**INSTRUCTIONS FOR THE TASK**
For every line below, set down an identical copy.

**GIVEN RECORDS**
_ _ _ _ _ _ _
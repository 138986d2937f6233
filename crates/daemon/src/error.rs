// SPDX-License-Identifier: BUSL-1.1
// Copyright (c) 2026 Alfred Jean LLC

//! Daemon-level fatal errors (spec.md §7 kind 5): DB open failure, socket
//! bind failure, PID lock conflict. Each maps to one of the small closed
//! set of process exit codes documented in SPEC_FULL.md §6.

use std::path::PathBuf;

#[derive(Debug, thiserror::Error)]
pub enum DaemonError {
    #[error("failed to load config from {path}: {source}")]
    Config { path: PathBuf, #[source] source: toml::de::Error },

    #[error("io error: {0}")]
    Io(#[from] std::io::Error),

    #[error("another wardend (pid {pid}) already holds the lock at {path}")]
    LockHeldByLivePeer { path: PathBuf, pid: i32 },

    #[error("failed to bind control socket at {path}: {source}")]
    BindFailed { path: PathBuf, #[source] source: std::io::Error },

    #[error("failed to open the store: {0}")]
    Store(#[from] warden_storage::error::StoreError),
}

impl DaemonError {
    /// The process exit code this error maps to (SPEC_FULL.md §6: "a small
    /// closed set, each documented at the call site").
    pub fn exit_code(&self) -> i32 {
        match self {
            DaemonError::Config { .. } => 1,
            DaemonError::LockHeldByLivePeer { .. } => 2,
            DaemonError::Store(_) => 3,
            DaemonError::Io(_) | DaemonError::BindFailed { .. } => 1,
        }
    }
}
_ _ _ _ _ _ _
**ANSWER SPACE**
repository 138986d2937f6233
filename crates/daemon/src/error.rs
// SPDX-License-Identifier: BUSL-1.1
// Copyright (c) 2026 Alfred Jean LLC

//! Daemon-level fatal errors (spec.md §7 kind 5): DB open failure, socket
//! bind failure, PID lock conflict. Each maps to one of the small closed
//! set of process exit codes documented in SPEC_FULL.md §6.

use std::path::PathBuf;

#[derive(Debug, thiserror::Error)]
pub enum DaemonError {
    #[error("failed to load config from {path}: {source}")]
    Config { path: PathBuf, #[source] source: toml::de::Error },

    #[error("io error: {0}")]
    Io(#[from] std::io::Error),

    #[error("another wardend (pid {pid}) already holds the lock at {path}")]
    LockHeldByLivePeer { path: PathBuf, pid: i32 },

    #[error("failed to bind control socket at {path}: {source}")]
    BindFailed { path: PathBuf, #[source] source: std::io::Error },

    #[error("failed to open the store: {0}")]
    Store(#[from] warden_storage::error::StoreError),
}

impl DaemonError {
    /// The process exit code this error maps to (SPEC_FULL.md §6: "a small
    /// closed set, each documented at the call site").
    pub fn exit_code(&self) -> i32 {
        match self {
            DaemonError::Config { .. } => 1,
            DaemonError::LockHeldByLivePeer { .. } => 2,
            DaemonError::Store(_) => 3,
            DaemonError::Io(_) | DaemonError::BindFailed { .. } => 1,
        }
    }
}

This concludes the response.